Solo la Idem si è dimessa, ma lei è tedesca

Lei è tedesca ha detto un politico di lungo corso come Valdo Spini.  Non c’è bisogno  di richiamare  il pregiudicato, ci sono parlamentari indagati, rinvia a giudizio. Se  non andiamo errati il presidente della Regione Sarda  è fra questi. Questo è il punto. Se Letta aveva avvertito quale era la partita che si giocava, che il governo era a rischio, che giovanotti e meno giovanotti, ambiziosi, avrebbero giocato tutte le carte del  banco, che il pregiudicato aveva “bisogno” di  dividere  il Pd, da una parte l’azione dei grIllini dall’altra gli arrabbiati di Forza Italia così li chiama Alfano, se tutto questo era noto, perlomeno nell’aria, il premier Letta avrebbe dovuto esercitare tutti i suoi è poteri di persuasione nei confronti della ministra, così come fece con la Idem. Non doveva andare in Parlamento, non si sarebbe dovuti  arrivare alla mozione  di sfiducia.  

L’intervento di Letta nei tempi supplementari

Enrico Letta non  avrebbe dovuto attendere  i minuti finali, o meglio i tempi supplementari, per rivolgersi alla assemblea dei parlamentari del Pd  facendo presente che la sfiducia a Cancellieri era la sfiducia al governo.

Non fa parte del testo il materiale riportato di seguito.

//! Tabular specimen input.
//!
//! Reads the specimen spreadsheet either directly (`.xlsx`, `.xls`, `.ods`
//! and friends, first sheet) or as a comma- or tab-separated UTF-8 export. The
//! header must name the `Genus`, `Species` and `Sub_Species` columns; other
//! columns are ignored. Row indices count data rows from zero (the header is
//! not counted) and stay stable across blank or incomplete rows, since they
//! name the output files.

use std::fmt;
use std::mem::take;
use std::path::Path;

use thiserror::Error;
use tracing::debug;

mod workbook;

const GENUS_COLUMN: &str = "Genus";
const SPECIES_COLUMN: &str = "Species";
const SUBSPECIES_COLUMN: &str = "Sub_Species";

/// Cell values treated as a missing subspecies.
const NULL_MARKERS: &[&str] = &["nan", "null", "none", "n/a"];

/// Errors produced while reading specimen input.
#[derive(Debug, Error)]
pub enum InputError {
    /// The input file could not be read.
    #[error("failed to read input file {path}: {source}")]
    Io {
        /// Input path.
        path: String,
        /// The underlying IO error.
        #[source]
        source: std::io::Error,
    },

    /// A text input is not valid UTF-8.
    #[error("input file {path} is not valid UTF-8; re-export it as UTF-8 text or pass the workbook itself")]
    Encoding {
        /// Input path.
        path: String,
    },

    /// A spreadsheet workbook could not be opened or its first sheet read.
    #[error("failed to read workbook {path}: {source}")]
    Workbook {
        /// Workbook path.
        path: String,
        /// The underlying workbook error.
        #[source]
        source: calamine::Error,
    },

    /// A required column is absent from the header row.
    #[error("input header is missing required column '{column}'")]
    MissingColumn {
        /// Name of the missing column.
        column: &'static str,
    },

    /// The input has no header row.
    #[error("input file is empty")]
    Empty,
}

impl InputError {
    fn workbook(path: &Path, source: calamine::Error) -> Self {
        Self::Workbook {
            path: path.display().to_string(),
            source,
        }
    }
}

/// One specimen row ready for resolution.
#[derive(Debug, Clone, PartialEq, Eq)]
pub struct SpecimenRow {
    /// Zero-based data row index; names the output file.
    pub index: usize,
    /// Genus with non-alphanumeric characters removed.
    pub genus: String,
    /// Species epithet, trimmed.
    pub species: String,
    /// Subspecies epithet, `""` when blank or null.
    pub subspecies: String,
}

impl fmt::Display for SpecimenRow {
    fn fmt(&self, f: &mut fmt::Formatter<'_>) -> fmt::Result {
        write!(
            f,
            "#{} {} {} {}",
            self.index, self.genus, self.species, self.subspecies
        )
    }
}

/// Rows read from an input file.
#[derive(Debug, Default)]
pub struct SpecimenInput {
    /// Rows with both genus and species present.
    pub rows: Vec<SpecimenRow>,
    /// Indices of data rows that were blank or lacked genus/species.
    pub skipped: Vec<usize>,
}

impl SpecimenInput {
    /// Returns true if no usable rows were read.
    #[must_use]
    pub fn is_empty(&self) -> bool {
        self.rows.is_empty()
    }

    /// Returns count of usable rows.
    #[must_use]
    pub fn len(&self) -> usize {
        self.rows.len()
    }
}

/// Reads specimen rows from a workbook or a delimited text file.
///
/// The format follows the extension: spreadsheet extensions are read as
/// workbooks, anything else as delimited UTF-8 text.
///
/// # Errors
///
/// Returns [`InputError`] if the file cannot be read or decoded, is empty, or
/// lacks a required column.
pub fn read_specimen_rows(path: &Path) -> Result<SpecimenInput, InputError> {
    if workbook::is_workbook(path) {
        return rows_from_records(workbook::read_first_sheet(path)?);
    }

    let bytes = std::fs::read(path).map_err(|source| InputError::Io {
        path: path.display().to_string(),
        source,
    })?;
    let text = String::from_utf8(bytes).map_err(|_| InputError::Encoding {
        path: path.display().to_string(),
    })?;
    parse_specimen_rows(&text)
}

/// Parses specimen rows from delimited text. The separator is detected from
/// the header line: tab if it contains one, comma otherwise.
///
/// # Errors
///
/// Returns [`InputError`] if the text is empty or lacks a required column.
pub fn parse_specimen_rows(text: &str) -> Result<SpecimenInput, InputError> {
    let text = text.strip_prefix('\u{feff}').unwrap_or(text);
    let header_line = text.lines().next().ok_or(InputError::Empty)?;
    if header_line.trim().is_empty() {
        return Err(InputError::Empty);
    }
    let sep = if header_line.contains('\t') { '\t' } else { ',' };

    rows_from_records(parse_records(text, sep))
}

/// Applies the header and column rules to records whose first entry is the
/// header row.
fn rows_from_records(records: Vec<Vec<String>>) -> Result<SpecimenInput, InputError> {
    let mut records = records.into_iter();
    let header = records.next().ok_or(InputError::Empty)?;
    let genus_col = column_index(&header, GENUS_COLUMN)?;
    let species_col = column_index(&header, SPECIES_COLUMN)?;
    let subspecies_col = column_index(&header, SUBSPECIES_COLUMN)?;

    let mut input = SpecimenInput::default();
    for (index, record) in records.enumerate() {
        let genus = filter_genus(cell(&record, genus_col));
        let species = cell(&record, species_col).trim().to_string();
        if genus.is_empty() || species.is_empty() {
            debug!(index, "skipping row without genus or species");
            input.skipped.push(index);
            continue;
        }
        input.rows.push(SpecimenRow {
            index,
            genus,
            species,
            subspecies: normalize_subspecies(cell(&record, subspecies_col)),
        });
    }

    Ok(input)
}

/// Removes every character that is not alphanumeric.
#[must_use]
pub fn filter_genus(raw: &str) -> String {
    raw.chars().filter(|ch| ch.is_alphanumeric()).collect()
}

fn normalize_subspecies(raw: &str) -> String {
    let trimmed = raw.trim();
    if NULL_MARKERS
        .iter()
        .any(|marker| trimmed.eq_ignore_ascii_case(marker))
    {
        String::new()
    } else {
        trimmed.to_string()
    }
}

fn column_index(header: &[String], column: &'static str) -> Result<usize, InputError> {
    header
        .iter()
        .position(|name| name.trim() == column)
        .ok_or(InputError::MissingColumn { column })
}

fn cell(record: &[String], col: usize) -> &str {
    record.get(col).map_or("", String::as_str)
}

/// Splits delimited text into records. Quoted fields may contain the
/// separator, newlines and `""` escapes. Blank lines yield a record with one
/// empty field so data row indices stay aligned with the file.
fn parse_records(text: &str, sep: char) -> Vec<Vec<String>> {
    let mut records = Vec::new();
    let mut field = String::new();
    let mut record = Vec::new();
    let mut in_quotes = false;
    let mut chars = text.chars().peekable();

    while let Some(ch) = chars.next() {
        match ch {
            '"' if in_quotes => {
                if chars.peek() == Some(&'"') {
                    chars.next();
                    field.push('"');
                } else {
                    in_quotes = false;
                }
            }
            '"' if field.is_empty() => in_quotes = true,
            c if c == sep && !in_quotes => record.push(take(&mut field)),
            '\n' | '\r' if !in_quotes => {
                if ch == '\r' && chars.peek() == Some(&'\n') {
                    chars.next();
                }
                record.push(take(&mut field));
                records.push(take(&mut record));
            }
            _ => field.push(ch),
        }
    }

    // Trailing record without a final newline.
    if !field.is_empty() || !record.is_empty() {
        record.push(field);
        records.push(record);
    }

    records
}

La  partita, in questo modo era chiusa, non c’era alcuna possibilità di confronto, di dibattito.  Viene da chiedersi: ma non si poteva aprire un confronto vero  nelle sedi partito? Lo stesso Letta ha avvertito che sul problema c’erano posizioni diverse. Allora? Forse nel Pd sono oggetti ormai sconosciuti, il confronto, il dibattito, magari tenendo conto, visto che si stavano svolgendo i congressi di circolo, di quale sia l’opinione degli iscritti. Lasciando che le cose avessero un loro corso con dichiarazioni, interviste, contrapposizioni in pura chiave correntizia.

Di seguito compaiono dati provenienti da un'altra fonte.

//! Explicit runtime configuration for endpoints, timeouts and output paths.
//!
//! A [`ScraperConfig`] is built once by the caller and handed to the fetcher
//! and downloader at construction time. Nothing in the library reads
//! process-wide constants for endpoints or output locations.

use std::path::PathBuf;

use url::Url;

/// Default AntWeb site root.
pub const DEFAULT_BASE_URL: &str = "https://antweb.org";

/// Path of the specimen images listing, relative to the base URL.
pub const DEFAULT_IMAGES_PATH: &str = "images.do";

/// Path of the single picture page, relative to the base URL.
pub const DEFAULT_PICTURE_PATH: &str = "bigPicture.do";

/// Default output root; images land in `<output_dir>/images`.
pub const DEFAULT_OUTPUT_DIR: &str = "./output";

/// Default HTTP connect timeout (10 seconds).
pub const DEFAULT_CONNECT_TIMEOUT_SECS: u64 = 10;

/// Default read timeout for HTML page lookups (30 seconds).
pub const DEFAULT_READ_TIMEOUT_SECS: u64 = 30;

/// Default read timeout for image downloads (5 minutes for large TIFFs).
pub const DEFAULT_DOWNLOAD_READ_TIMEOUT_SECS: u64 = 300;

/// Configuration shared by the fetcher, resolvers and download step.
#[derive(Debug, Clone, PartialEq, Eq)]
pub struct ScraperConfig {
    /// Site root, e.g. `https://antweb.org`.
    pub base_url: String,
    /// Images endpoint path relative to `base_url`.
    pub images_path: String,
    /// Picture endpoint path relative to `base_url`.
    pub picture_path: String,
    /// Root output directory.
    pub output_dir: PathBuf,
    /// Connect timeout applied to every client.
    pub connect_timeout_secs: u64,
    /// Read timeout for HTML page lookups.
    pub read_timeout_secs: u64,
    /// Read timeout for image downloads.
    pub download_read_timeout_secs: u64,
    /// Write attribution sidecars next to downloaded images.
    pub sidecar: bool,
}

impl Default for ScraperConfig {
    fn default() -> Self {
        Self {
            base_url: DEFAULT_BASE_URL.to_string(),
            images_path: DEFAULT_IMAGES_PATH.to_string(),
            picture_path: DEFAULT_PICTURE_PATH.to_string(),
            output_dir: PathBuf::from(DEFAULT_OUTPUT_DIR),
            connect_timeout_secs: DEFAULT_CONNECT_TIMEOUT_SECS,
            read_timeout_secs: DEFAULT_READ_TIMEOUT_SECS,
            download_read_timeout_secs: DEFAULT_DOWNLOAD_READ_TIMEOUT_SECS,
            sidecar: false,
        }
    }
}

impl ScraperConfig {
    /// Creates a default configuration pointed at a different site root.
    ///
    /// Used by integration tests to aim the pipeline at a mock server.
    #[must_use]
    pub fn with_base_url(base_url: impl Into<String>) -> Self {
        Self {
            base_url: base_url.into(),
            ..Self::default()
        }
    }

    /// Full URL of the images endpoint.
    #[must_use]
    pub fn images_url(&self) -> String {
        join_endpoint(&self.base_url, &self.images_path)
    }

    /// Full URL of the picture endpoint.
    #[must_use]
    pub fn picture_url(&self) -> String {
        join_endpoint(&self.base_url, &self.picture_path)
    }

    /// Directory where specimen images are written.
    #[must_use]
    pub fn image_dir(&self) -> PathBuf {
        self.output_dir.join("images")
    }

    /// Returns true when `base_url` parses as an absolute http(s) URL.
    #[must_use]
    pub fn has_valid_base_url(&self) -> bool {
        Url::parse(&self.base_url).is_ok_and(|url| matches!(url.scheme(), "http" | "https"))
    }
}

fn join_endpoint(base_url: &str, path: &str) -> String {
    format!(
        "{}/{}",
        base_url.trim_end_matches('/'),
        path.trim_start_matches('/')
    )
}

Più debole il governo, più deboli i Democratici

Ha detto Epifani, sconsolato, che il governo esce da questa vicenda  più debole. La parola rimpasto è risuonata, alta e forte, nei palazzi della politica. Più debole non solo il governo ma  il Pd che resta l’unico ancoraggio, l’unica speranza per uscire da una lunga recessione, non solo economica, segnata da strappi al tessuto democratico, da populismi pericolosi. Non può consentirsi di andare a sbattere sugli scogli, quando dovrebbe navigare in mare aperto.